Genau an dieser Stelle beginnt das Problem und das Problem der Herren Bruchhagen, Gisdol und Todt heißt schon längst „Glaubwürdigkeit“. Viel zu lange wurde Unterdurchschnitt hochgejubelt, viel zu lange wurden Leistungen, die einfach nicht dem Bundesliga-Standard entsprechen als Klasseleistungen verkauft und irgendwann glauben es die Spieler selbst. Warum nun aber die plötzliche Änderung? Nun, ist doch klar. Trainer und Sportchef müssen um ihre bestens bezahlten Jobs zittern. Also werden jetzt die Schuldigen gesucht und natürlich müssen die Spieler herhalten.

Dabei hat ganz besonders der Trainer eine gehörige Portion Mitschuld an der aktuellen Situation. Ich erinnere:

Dabei war es doch eben dieser Trainer, der…

…im Sommer das Team so trainierte, dass es nach den ersten beiden Spielen in der Laufleistung dramatisch einbrach.

…der im Winter unbedingt die Spieler Mavraj, Papadopoulos, Walace und im Sommer erneut Papadopoulos, sowie Hahn, Pollersbek und Salihovic haben wollte.

….der im Sommer die Spieler Douglas Santos (neben einigen anderen) auf die Abschiebe-Liste setzte, dann wieder auf diese Spieler zurückgriff, um sie nun erneut zu demütigen.

…der Nachwuchsspieler erst dann bringt, wenn seine Lieblings-Millionäre fußkrank im Bett liegen und nicht einsatzfähig sein. Ebenso schnell sind dann aber die Jattas und Janjicics wieder draußen.

…der aktiv die Marktwerte der Spieler Santos, Waldschmidt, Walace, Holtby und vorher Lasogga vernichtete.

….der das Team in nun mehr als einem Jahr spielerisch um nicht einen Millimeter entwickeln konnte (trotz kompletter Sommer-Vorbereitung)

….der hinter dem Rücken des Vorstands mit dem „Gönner“ paktiert.

…der mittlerweile einen Punkteschnitt von 1,19 (Torverhältnis in 42 Spielen 45:71) vorweisen kann. (Labbadia 1,20)

(Quelle: http://www.hsv-arena.hamburg/2017/10/24/der-hsv-hat-kein-trainer-problem/ vom 24.10.2017)

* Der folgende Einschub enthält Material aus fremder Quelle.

use std::{
    collections::{HashMap, hash_map::Entry},
    ptr::NonNull,
};

use parking_lot::Mutex;

/// Record of the allocations that are currently live, keyed by the address handed
/// to the caller.
///
/// The registry is what makes a release safe: the size to unmap comes from here,
/// never from the caller, and an address that isn't here was either released
/// already or never came from us. Both are bugs on the caller's side and, since
/// carrying on would mean unmapping memory we don't own, they panic.
///
/// The lock only covers the map update. Callers do their file and mapping syscalls
/// before [`AllocationRegistry::insert`] and after [`AllocationRegistry::remove`].
#[derive(Debug)]
pub struct AllocationRegistry<T = usize> {
    live: Mutex<HashMap<usize, T>>,
}

impl<T> Default for AllocationRegistry<T> {
    fn default() -> Self {
        Self::new()
    }
}

impl<T> AllocationRegistry<T> {
    pub fn new() -> Self {
        Self {
            live: Mutex::new(HashMap::new()),
        }
    }

    /// Records a new live allocation at `addr`.
    ///
    /// # Panics
    ///
    /// If `addr` is already live. Two live allocations can't share an address, so
    /// this means the OS handed out a range we still own. The entry already there
    /// is left untouched.
    pub fn insert(&self, addr: NonNull<u8>, value: T) {
        let key = addr.as_ptr() as usize;
        let duplicate = match self.live.lock().entry(key) {
            Entry::Vacant(entry) => {
                entry.insert(value);
                false
            }
            Entry::Occupied(_) => true,
        };

        assert!(!duplicate, "address {key:#x} is already registered");
    }

    /// Forgets the allocation at `addr` and returns what was recorded for it.
    ///
    /// # Panics
    ///
    /// If `addr` is not live: a double free or a pointer that never came from this
    /// allocator.
    pub fn remove(&self, addr: NonNull<u8>) -> T {
        let key = addr.as_ptr() as usize;
        let value = self.live.lock().remove(&key);

        match value {
            Some(value) => value,
            None => panic!("address {key:#x} is not a live allocation (double free or foreign pointer)"),
        }
    }

    pub fn contains(&self, addr: NonNull<u8>) -> bool {
        self.live.lock().contains_key(&(addr.as_ptr() as usize))
    }

    /// Number of live allocations.
    pub fn len(&self) -> usize {
        self.live.lock().len()
    }

    pub fn is_empty(&self) -> bool {
        self.live.lock().is_empty()
    }
}

impl<T: Copy> AllocationRegistry<T> {
    /// What was recorded for `addr`, if it is live.
    pub fn get(&self, addr: NonNull<u8>) -> Option<T> {
        self.live.lock().get(&(addr.as_ptr() as usize)).copied()
    }
}

impl AllocationRegistry<usize> {
    /// Sum of the sizes of every live allocation.
    pub fn total_bytes(&self) -> usize {
        self.live.lock().values().sum()
    }
}
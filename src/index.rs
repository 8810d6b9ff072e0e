use std::sync::atomic::{AtomicU64, Ordering};

/// Hands out the block index of every allocation.
///
/// Each call to [`BlockIndexGenerator::next`] returns a value no other caller has
/// seen, no matter how many threads share the generator. Values start at zero and
/// never go down for an observing thread, but nothing ties them to wall-clock order
/// across threads.
#[derive(Debug, Default)]
pub struct BlockIndexGenerator {
    counter: AtomicU64,
}

impl BlockIndexGenerator {
    pub const fn new() -> Self {
        Self {
            counter: AtomicU64::new(0),
        }
    }

    /// Returns a fresh index and advances the counter by one.
    #[inline]
    pub fn next(&self) -> u64 {
        // Only uniqueness matters, no other memory is published through the counter.
        self.counter.fetch_add(1, Ordering::Relaxed)
    }

    /// Number of indices handed out so far.
    #[inline]
    pub fn issued(&self) -> u64 {
        self.counter.load(Ordering::Relaxed)
    }
}
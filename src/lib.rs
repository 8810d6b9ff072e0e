//! # storalloc - memory backed by sparse files
//!
//! A raw allocator for hosts (numeric runtimes, tensor arenas) that need logical
//! regions bigger than physical memory. Instead of anonymous RAM, every block is a
//! sparse file on disk mapped into the address space, so touching a page costs a
//! page fault and some disk I/O instead of an out of memory error.
//!
//! ```text
//!                        +--------------------------+
//!   allocate(64, 4096) ->|       DiskAllocator      |-> addr
//!                        +--------------------------+
//!                          |        |        |     |
//!             BlockIndexGenerator   |     Kernel   AllocationRegistry
//!                   (42)            |    (mmap)    (addr -> 4096)
//!                          SparseFileFactory
//!                     <dir>/0000042.tmp (sparse)
//! ```
//!
//! ## Crate Structure
//!
//! ```text
//!   storalloc
//!   ├── allocator    - RawAllocator trait shared by every personality
//!   ├── block        - MappedBlock, a block released on drop
//!   ├── config       - AllocatorConfig and StorageConfig
//!   ├── disk         - DiskAllocator (sparse file backed)
//!   ├── error        - AllocError
//!   ├── heap         - HeapAllocator (global allocator backed)
//!   ├── index        - BlockIndexGenerator
//!   ├── kernel       - platform mapping syscalls (internal)
//!   ├── passthrough  - PassthroughAllocator (logging wrapper)
//!   ├── registry     - AllocationRegistry
//!   ├── sparse       - SparseFileFactory
//!   └── utils        - alignment helpers
//! ```
//!
//! ## Quick Start
//!
//! ```rust,no_run
//! use storalloc::{DiskAllocator, StorageConfig};
//!
//! let allocator = DiskAllocator::new(StorageConfig::new("/var/tmp/blocks"));
//!
//! let ptr = allocator.allocate(64, 1 << 30).expect("disk allocation");
//! unsafe { ptr.as_ptr().write(42) };
//! allocator.deallocate(ptr);
//! ```
//!
//! Hosts that want to pick an allocator at runtime go through
//! [`AllocatorConfig::build`] and only see `Arc<dyn RawAllocator>`.
//!
//! ## Limitations
//!
//! - Backing files are not removed when blocks are released unless
//!   [`ReleasePolicy::UnlinkAfterMap`] is used.
//! - Alignment can't exceed the page size: mappings start on a page boundary.
//! - Every call is synchronous and blocks on the filesystem.

pub mod allocator;
pub mod block;
pub mod config;
pub mod disk;
pub mod error;
pub mod heap;
pub mod index;
mod kernel;
pub mod passthrough;
pub mod registry;
pub mod sparse;
pub mod utils;

pub use allocator::{AllocationAttributes, AllocationTag, AllocatorStats, RawAllocator};
pub use block::MappedBlock;
pub use config::{AllocatorConfig, MapMode, Personality, ReleasePolicy, StorageConfig};
pub use disk::DiskAllocator;
pub use error::{AllocError, Result};
pub use heap::HeapAllocator;
pub use index::BlockIndexGenerator;
pub use passthrough::PassthroughAllocator;
pub use registry::AllocationRegistry;
pub use sparse::SparseFileFactory;
//! Several threads sharing one disk allocator.

use std::{sync::Arc, thread};

use storalloc::{DiskAllocator, ReleasePolicy, StorageConfig};
use tracing_subscriber::EnvFilter;

fn main() {
    tracing_subscriber::fmt()
        .with_env_filter(EnvFilter::from_default_env())
        .init();

    let config = StorageConfig::new(std::env::temp_dir().join("storalloc_threads"))
        .with_release_policy(ReleasePolicy::UnlinkAfterMap);
    let allocator = Arc::new(DiskAllocator::new(config));

    let handles: Vec<_> = (0..8)
        .map(|id| {
            let allocator = Arc::clone(&allocator);
            thread::spawn(move || {
                let mut block = allocator.allocate_block(64, 64 * 1024).unwrap();
                block.as_mut_slice().fill(id as u8);
                println!("Thread {id} got {:p}", block.as_ptr());
            })
        })
        .collect();

    for handle in handles {
        handle.join().unwrap();
    }

    println!(
        "Issued {} blocks, {} still live",
        allocator.issued_blocks(),
        allocator.live_blocks()
    );
}
use std::{fs::File, io, ptr::NonNull, sync::OnceLock};

use crate::config::MapMode;

/// Virtual memory page size of the computer. This is usually 4096.
/// We don't know the value at compile time, so it's asked once and cached.
static PAGE_SIZE: OnceLock<usize> = OnceLock::new();

/// The low level half of the allocator. This is where backing files become memory
/// and platform dependant stuff lives.
///
/// ```text
///            file on disk                         process address space
/// +----------------------------------+       +----------------------------------+
/// | 0000042.tmp (sparse, `len` bytes)| ----> | mapping, `len` bytes, page aligned|
/// +----------------------------------+       +----------------------------------+
///                 ^                                          |
///                 +--------- page faults read/write ---------+
/// ```
///
/// Once a mapping exists it doesn't depend on the [`File`] it came from: callers are
/// free to close the handle right away.
pub(crate) struct Kernel;

/// This trait provides an abstraction over the mapping syscalls. The allocator, our
/// top level view of this, has nothing to do with the concrete APIs offered by each
/// kernel.
trait PlatformMemory {
    /// Maps the first `len` bytes of `file` for reading and writing at an address
    /// chosen by the OS.
    unsafe fn map_file(file: &File, len: usize, mode: MapMode) -> io::Result<NonNull<u8>>;

    /// Releases the mapping of `len` bytes starting at `addr`.
    unsafe fn unmap(addr: NonNull<u8>, len: usize) -> io::Result<()>;

    /// Returns the virtual memory page size of the computer in bytes.
    fn page_size() -> usize;
}

/// Wrapper to calculate the computer's page size.
#[inline]
pub(crate) fn page_size() -> usize {
    *PAGE_SIZE.get_or_init(Kernel::page_size)
}

/// Wrapper to use [`PlatformMemory::map_file`].
///
/// **SAFETY**: `file` must be at least `len` bytes long. Touching the mapping past the
/// end of the file is a bus error, not undefined behaviour we can catch.
#[inline]
pub(crate) unsafe fn map_file(file: &File, len: usize, mode: MapMode) -> io::Result<NonNull<u8>> {
    unsafe { Kernel::map_file(file, len, mode) }
}

/// Wrapper to use [`PlatformMemory::unmap`].
///
/// **SAFETY**: `addr` and `len` must describe a mapping returned by [`map_file`] that
/// nobody is going to touch again.
#[inline]
pub(crate) unsafe fn unmap(addr: NonNull<u8>, len: usize) -> io::Result<()> {
    unsafe { Kernel::unmap(addr, len) }
}

#[cfg(unix)]
mod unix {
    use super::{Kernel, PlatformMemory};
    use crate::config::MapMode;

    use libc::{mmap, munmap, off_t, size_t};

    use std::{
        fs::File,
        io,
        os::{
            fd::AsRawFd,
            raw::{c_int, c_void},
        },
        ptr::NonNull,
    };

    impl PlatformMemory for Kernel {
        unsafe fn map_file(file: &File, len: usize, mode: MapMode) -> io::Result<NonNull<u8>> {
            // mmap parameters.
            const ADDR: *mut c_void = std::ptr::null_mut::<c_void>();
            // Read-Write only memory.
            const PROT: c_int = libc::PROT_READ | libc::PROT_WRITE;
            const OFFSET: off_t = 0;

            let flags = match mode {
                MapMode::Private => libc::MAP_PRIVATE,
                MapMode::Shared => libc::MAP_SHARED,
            };

            unsafe {
                let addr = mmap(ADDR, len as size_t, PROT, flags, file.as_raw_fd(), OFFSET);

                match addr {
                    libc::MAP_FAILED => Err(io::Error::last_os_error()),
                    addr => NonNull::new(addr.cast::<u8>())
                        .ok_or_else(|| io::Error::other("mmap returned a null address")),
                }
            }
        }

        unsafe fn unmap(addr: NonNull<u8>, len: usize) -> io::Result<()> {
            unsafe {
                match munmap(addr.as_ptr().cast::<c_void>(), len as size_t) {
                    0 => Ok(()),
                    _ => Err(io::Error::last_os_error()),
                }
            }
        }

        fn page_size() -> usize {
            unsafe { libc::sysconf(libc::_SC_PAGE_SIZE) as usize }
        }
    }
}

#[cfg(windows)]
mod windows {
    use std::{fs::File, io, mem::MaybeUninit, os::windows::io::AsRawHandle, ptr::NonNull};

    use crate::{
        config::MapMode,
        kernel::{Kernel, PlatformMemory},
    };

    use windows::{
        Win32::{
            Foundation::{CloseHandle, HANDLE},
            System::{Memory, SystemInformation},
        },
        core::PCWSTR,
    };

    use tracing::warn;

    impl PlatformMemory for Kernel {
        unsafe fn map_file(file: &File, len: usize, mode: MapMode) -> io::Result<NonNull<u8>> {
            let (protection, access) = match mode {
                MapMode::Private => (Memory::PAGE_WRITECOPY, Memory::FILE_MAP_COPY),
                MapMode::Shared => (Memory::PAGE_READWRITE, Memory::FILE_MAP_WRITE),
            };

            let size = len as u64;

            unsafe {
                let mapping = Memory::CreateFileMappingW(
                    HANDLE(file.as_raw_handle()),
                    None,
                    protection,
                    (size >> 32) as u32,
                    size as u32,
                    PCWSTR::null(),
                )
                .map_err(io::Error::other)?;

                let view = Memory::MapViewOfFile(mapping, access, 0, 0, len);
                let mapped = NonNull::new(view.Value.cast::<u8>()).ok_or_else(io::Error::last_os_error);

                // The view keeps the mapping object alive on its own.
                if let Err(e) = CloseHandle(mapping) {
                    warn!(error = %e, "Failed to close file mapping handle");
                }

                mapped
            }
        }

        unsafe fn unmap(addr: NonNull<u8>, _len: usize) -> io::Result<()> {
            let view = Memory::MEMORY_MAPPED_VIEW_ADDRESS {
                Value: addr.as_ptr().cast(),
            };

            unsafe { Memory::UnmapViewOfFile(view).map_err(io::Error::other) }
        }

        fn page_size() -> usize {
            unsafe {
                let mut system_info = MaybeUninit::uninit();
                SystemInformation::GetSystemInfo(system_info.as_mut_ptr());

                system_info.assume_init().dwAllocationGranularity as usize
            }
        }
    }
}
//! End to end behaviour of the disk backed allocator through its public surface.

use std::{fs, path::PathBuf, ptr::NonNull, sync::Arc};

use storalloc::{
    AllocationAttributes, AllocatorConfig, DiskAllocator, RawAllocator, StorageConfig,
};

/// Unique scratch directory for a test.
fn scratch_dir(name: &str) -> PathBuf {
    std::env::temp_dir().join(format!("storalloc_it_{}_{}", name, std::process::id()))
}

/// Scratch directory removed when dropped, also while unwinding from a panic.
struct ScratchDir(PathBuf);

impl ScratchDir {
    fn new(name: &str) -> Self {
        Self(scratch_dir(name))
    }
}

impl Drop for ScratchDir {
    fn drop(&mut self) {
        fs::remove_dir_all(&self.0).ok();
    }
}

#[test]
fn round_trip_pattern() {
    let dir = scratch_dir("round_trip");
    let allocator = DiskAllocator::new(StorageConfig::new(&dir));

    let ptr = allocator.allocate_raw(64, 4096).expect("allocation should succeed");

    unsafe {
        let bytes = std::slice::from_raw_parts_mut(ptr.as_ptr(), 4096);
        for (i, byte) in bytes.iter_mut().enumerate() {
            *byte = (i as u8).wrapping_mul(31) ^ 0x5A;
        }

        let bytes = std::slice::from_raw_parts(ptr.as_ptr(), 4096);
        for (i, byte) in bytes.iter().enumerate() {
            assert_eq!(*byte, (i as u8).wrapping_mul(31) ^ 0x5A, "mismatch at {i}");
        }
    }

    allocator.deallocate_raw(ptr);
    assert!(!allocator.is_live(ptr));

    drop(allocator);
    fs::remove_dir_all(dir).ok();
}

#[test]
fn two_blocks_then_release_both() {
    let dir = scratch_dir("two_blocks");
    let allocator = DiskAllocator::new(StorageConfig::new(&dir));

    let addr0 = allocator.allocate_raw(64, 4096).unwrap();
    let addr1 = allocator.allocate_raw(64, 8192).unwrap();
    assert_ne!(addr0, addr1);

    allocator.deallocate_raw(addr0);
    allocator.deallocate_raw(addr1);
    assert_eq!(allocator.live_blocks(), 0);

    drop(allocator);
    fs::remove_dir_all(dir).ok();
}

#[test]
#[should_panic(expected = "not a live allocation")]
fn third_release_aborts() {
    // Declared first so it's dropped after the allocator.
    let dir = ScratchDir::new("third_release");
    let allocator = DiskAllocator::new(StorageConfig::new(&dir.0));

    let addr0 = allocator.allocate_raw(64, 4096).unwrap();
    let addr1 = allocator.allocate_raw(64, 8192).unwrap();

    allocator.deallocate_raw(addr0);
    allocator.deallocate_raw(addr1);
    allocator.deallocate_raw(addr0);
}

#[test]
#[should_panic(expected = "not a live allocation")]
fn double_free_aborts() {
    // Declared first so it's dropped after the allocator.
    let dir = ScratchDir::new("double_free");
    let allocator = DiskAllocator::new(StorageConfig::new(&dir.0));

    let ptr = allocator.allocate_raw(64, 4096).unwrap();
    allocator.deallocate_raw(ptr);
    allocator.deallocate_raw(ptr);
}

#[test]
#[should_panic(expected = "not a live allocation")]
fn foreign_pointer_aborts() {
    // Declared first so it's dropped after the allocator.
    let dir = ScratchDir::new("foreign");
    let allocator = DiskAllocator::new(StorageConfig::new(&dir.0));

    let mut local = [0u8; 64];
    allocator.deallocate_raw(NonNull::new(local.as_mut_ptr()).unwrap());
}

#[test]
fn scratch_dir_is_removed_after_a_panic() {
    let path = scratch_dir("unwind_cleanup");

    let result = std::panic::catch_unwind(|| {
        let dir = ScratchDir::new("unwind_cleanup");
        let allocator = DiskAllocator::new(StorageConfig::new(&dir.0));
        let ptr = allocator.allocate_raw(64, 4096).unwrap();
        allocator.deallocate_raw(ptr);
        allocator.deallocate_raw(ptr);
    });

    assert!(result.is_err());
    assert!(!path.exists());
}

#[test]
fn every_valid_alignment_gives_writable_memory() {
    let dir = scratch_dir("alignments");
    let allocator = DiskAllocator::new(StorageConfig::new(&dir));
    let word = std::mem::size_of::<usize>();

    let mut alignment = word;
    while alignment <= allocator.page_size() {
        for size in [1, 100, 4096, 70_000] {
            let ptr = allocator.allocate_raw(alignment, size).unwrap();
            assert_eq!(ptr.as_ptr() as usize % alignment, 0);

            unsafe {
                ptr.as_ptr().write(0x11);
                ptr.as_ptr().add(size - 1).write(0x22);
                assert_eq!(ptr.as_ptr().read(), if size == 1 { 0x22 } else { 0x11 });
                assert_eq!(ptr.as_ptr().add(size - 1).read(), 0x22);
            }

            allocator.deallocate_raw(ptr);
        }
        alignment *= 2;
    }

    drop(allocator);
    fs::remove_dir_all(dir).ok();
}

#[test]
fn backing_files_match_requested_sizes_before_any_write() {
    let dir = scratch_dir("file_sizes");
    let allocator = DiskAllocator::new(StorageConfig::new(&dir));

    let sizes = [4096usize, 1 << 20, 12_345];
    let ptrs: Vec<_> = sizes
        .iter()
        .map(|&size| allocator.allocate_raw(64, size).unwrap())
        .collect();

    for (index, &size) in sizes.iter().enumerate() {
        let path = allocator.backing_path(index as u64);
        assert_eq!(path.file_name().unwrap(), format!("{index:07}.tmp").as_str());
        assert_eq!(fs::metadata(&path).unwrap().len(), size as u64);
    }

    let names = fs::read_dir(&dir).unwrap().count();
    assert_eq!(names, sizes.len());

    for ptr in ptrs {
        allocator.deallocate_raw(ptr);
    }

    drop(allocator);
    fs::remove_dir_all(dir).ok();
}

#[test]
fn block_larger_than_a_page_sees_every_byte() {
    let dir = scratch_dir("large");
    let allocator = DiskAllocator::new(StorageConfig::new(&dir));

    let mut block = allocator.allocate_block(64, 16 << 20).unwrap();
    let slice = block.as_mut_slice();

    // Touch one byte per page, the rest stays sparse.
    for offset in (0..slice.len()).step_by(4096) {
        slice[offset] = (offset / 4096) as u8;
    }
    for offset in (0..slice.len()).step_by(4096) {
        assert_eq!(slice[offset], (offset / 4096) as u8);
    }

    block.release();

    drop(allocator);
    fs::remove_dir_all(dir).ok();
}

#[test]
fn personalities_are_interchangeable() {
    let dir = scratch_dir("personalities");

    let heap = AllocatorConfig::heap().build();
    let allocators: Vec<Arc<dyn RawAllocator>> = vec![
        Arc::clone(&heap),
        AllocatorConfig::disk(StorageConfig::new(&dir)).build(),
        AllocatorConfig::passthrough(heap).build(),
    ];

    for allocator in allocators {
        let attributes = AllocationAttributes::tagged("interchangeable");
        let ptr = allocator.allocate_raw_with(64, 4096, &attributes).unwrap();

        unsafe {
            ptr.as_ptr().write_bytes(0x42, 4096);
            assert_eq!(*ptr.as_ptr().add(4095), 0x42);
        }

        allocator.deallocate_raw(ptr);
        assert!(!allocator.reports_opaque_handles());
    }

    fs::remove_dir_all(dir).ok();
}

#[test]
fn independent_instances_number_from_zero() {
    let first_dir = scratch_dir("instances_a");
    let second_dir = scratch_dir("instances_b");
    let first = DiskAllocator::new(StorageConfig::new(&first_dir));
    let second = DiskAllocator::new(StorageConfig::new(&second_dir));

    let a = first.allocate_raw(8, 4096).unwrap();
    let b = first.allocate_raw(8, 4096).unwrap();
    let c = second.allocate_raw(8, 4096).unwrap();

    assert_eq!(first.issued_blocks(), 2);
    assert_eq!(second.issued_blocks(), 1);
    assert!(second.backing_path(0).exists());

    first.deallocate_raw(a);
    first.deallocate_raw(b);
    second.deallocate_raw(c);

    drop(first);
    drop(second);
    fs::remove_dir_all(first_dir).ok();
    fs::remove_dir_all(second_dir).ok();
}
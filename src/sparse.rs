//! Backing files.
//!
//! Every allocation gets its own file in the storage directory. The file is created
//! empty and then extended to the requested size, which leaves a sparse file: its
//! logical length is `size` but no disk blocks are committed until pages are written.
//!
//! ```text
//! <storage dir>/
//! ├── 0000000.tmp   index 0, 4096 bytes logical, 0 bytes on disk
//! ├── 0000001.tmp   index 1, 8192 bytes logical, 0 bytes on disk
//! └── 0000042.tmp   index 42
//! ```
//!
//! Names are derived from the block index alone, so unique indices (see
//! [`crate::index::BlockIndexGenerator`]) mean unique files without any locking here.

use std::{
    fs::{self, DirBuilder, File, OpenOptions},
    io,
    path::{Path, PathBuf},
};

use tracing::debug;

use crate::{
    config::StorageConfig,
    error::{AllocError, Result},
};

#[derive(Debug, Clone)]
pub struct SparseFileFactory {
    dir: PathBuf,
    name_width: usize,
    extension: String,
}

impl SparseFileFactory {
    pub fn new(config: &StorageConfig) -> Self {
        Self {
            dir: config.dir.clone(),
            name_width: config.name_width,
            extension: config.extension.clone(),
        }
    }

    /// Storage directory shared by every backing file of this factory.
    pub fn dir(&self) -> &Path {
        &self.dir
    }

    /// File name of the block with the given `index`, e.g. `0000042.tmp`.
    pub fn file_name(&self, index: u64) -> String {
        format!("{index:0width$}.{ext}", width = self.name_width, ext = self.extension)
    }

    /// Full path of the block with the given `index`.
    pub fn path(&self, index: u64) -> PathBuf {
        self.dir.join(self.file_name(index))
    }

    /// Makes sure the storage directory exists. Someone else creating it between the
    /// check and our own attempt is fine.
    pub fn ensure_dir(&self) -> Result<()> {
        if self.dir.is_dir() {
            return Ok(());
        }

        let mut builder = DirBuilder::new();
        builder.recursive(true);

        #[cfg(unix)]
        {
            use std::os::unix::fs::DirBuilderExt;
            // Only the owner can look at the contents of allocations.
            builder.mode(0o700);
        }

        match builder.create(&self.dir) {
            Ok(()) => {
                debug!(dir = ?self.dir, "Created storage directory");
                Ok(())
            }
            Err(e) if e.kind() == io::ErrorKind::AlreadyExists && self.dir.is_dir() => Ok(()),
            Err(source) => Err(AllocError::CreateDir {
                path: self.dir.clone(),
                source,
            }),
        }
    }

    /// Creates the backing file of block `index` with a logical length of exactly
    /// `size` bytes and returns it opened for reading and writing.
    ///
    /// If the file can't be sized it is dropped (closed) before the error is
    /// returned, so nothing stays open.
    pub fn create(&self, size: usize, index: u64) -> Result<File> {
        self.ensure_dir()?;

        let path = self.path(index);

        let file = OpenOptions::new()
            .read(true)
            .write(true)
            .create(true)
            .truncate(false)
            .open(&path)
            .map_err(|source| AllocError::Open {
                path: path.clone(),
                source,
            })?;

        file.set_len(size as u64)
            .map_err(|source| AllocError::Truncate {
                path: path.clone(),
                size,
                source,
            })?;

        debug!(index, size, ?path, "Created backing file");

        Ok(file)
    }

    /// Removes the backing file of block `index` from the storage directory.
    pub fn unlink(&self, index: u64) -> io::Result<()> {
        fs::remove_file(self.path(index))
    }
}
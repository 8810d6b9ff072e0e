//! Recoverable allocation failures.
//!
//! Anything in here is an environmental condition (full disk, missing permission,
//! exhausted address space) and is reported to the caller as a failed allocation.
//! Broken invariants such as a double free never show up as an [`AllocError`]: they
//! panic where they are detected.

use std::{io, path::PathBuf};

use thiserror::Error;

#[derive(Error, Debug)]
pub enum AllocError {
    #[error("failed to create storage directory {path:?}: {source}")]
    CreateDir {
        path: PathBuf,
        #[source]
        source: io::Error,
    },

    #[error("failed to open backing file {path:?}: {source}")]
    Open {
        path: PathBuf,
        #[source]
        source: io::Error,
    },

    #[error("failed to extend backing file {path:?} to {size} bytes: {source}")]
    Truncate {
        path: PathBuf,
        size: usize,
        #[source]
        source: io::Error,
    },

    #[error("failed to map {size} bytes: {source}")]
    Map {
        size: usize,
        #[source]
        source: io::Error,
    },

    #[error("zero sized allocations are not supported")]
    ZeroSize,

    #[error("alignment {alignment} exceeds the page size {page_size}")]
    AlignmentExceedsPage { alignment: usize, page_size: usize },

    #[error("invalid layout: {0}")]
    Layout(#[from] std::alloc::LayoutError),

    #[error("out of memory allocating {0} bytes")]
    OutOfMemory(usize),
}

pub type Result<T> = std::result::Result<T, AllocError>;
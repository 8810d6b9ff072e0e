//! Helper functions that don't particularly belong to any concrete module of the allocator.

use std::mem;

/// It aligns `to_be_aligned` using `aligment`, which must be a power of two.
///
/// Mappings are always handed out in whole pages, so this is used to tell how much
/// address space a request of a given size really takes.
pub fn align(to_be_aligned: usize, aligment: usize) -> usize {
    (to_be_aligned + aligment - 1) & !(aligment - 1)
}

/// Tells whether `alignment` is something a caller is allowed to ask for: a power
/// of two and a multiple of the computer's pointer size.
pub fn is_valid_alignment(alignment: usize) -> bool {
    alignment.is_power_of_two() && alignment % mem::size_of::<usize>() == 0
}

Ne, aus der Nummer kommen sie nicht mehr raus, da mögen die verblödeten rosa Hüpfer auch noch so hoch hüpfen, ebenfalls ein Phänomen, welches man nur noch mit einer gehörigen Portion Kopfschütteln würdigen sollte. Diese Vögel tragen ebenfalls eine Mitschuld an der Misere, weil ihre hündische Gefolgsamkeit und ihr Hang, sich selbst für ihren tollen Support abzufeiern, zu der Atmosphäre der Selbstzufriedenheit beigetragen hat.

Was aber macht Gisdol nun gegen Stuttgart? Wird er erneut einen offensichtlich unfitten Wood bringen, um zu demonstrieren, dass er sich von der Situation nicht erpressen lässt? Oder bringt er die Youngster Arp und Ito, um Volkes Mütchen zu kühlen und anschließend sagen zu können (Mirko Slomka Revival), er hätte doch alles versucht? Auf jeden Fall wird es äußerst ungemütlich im Volkspark und zwar für jeden. Bemüht man die Historie, dann wird man sehen, dass der HSV am 13. Spieltag der letzten Saison ebenfalls 7 Punkte auf dem Konto hatte, bis dahin ist es nicht mehr weit und nur Stuttgart (H), Schalke (A) und Hoffenheim (H) stehen noch zwischen Gisdol und der nächsten Katastrophe. Aber all das ist ohnehin Makulatur, wenn Kühne den Daumen senkt.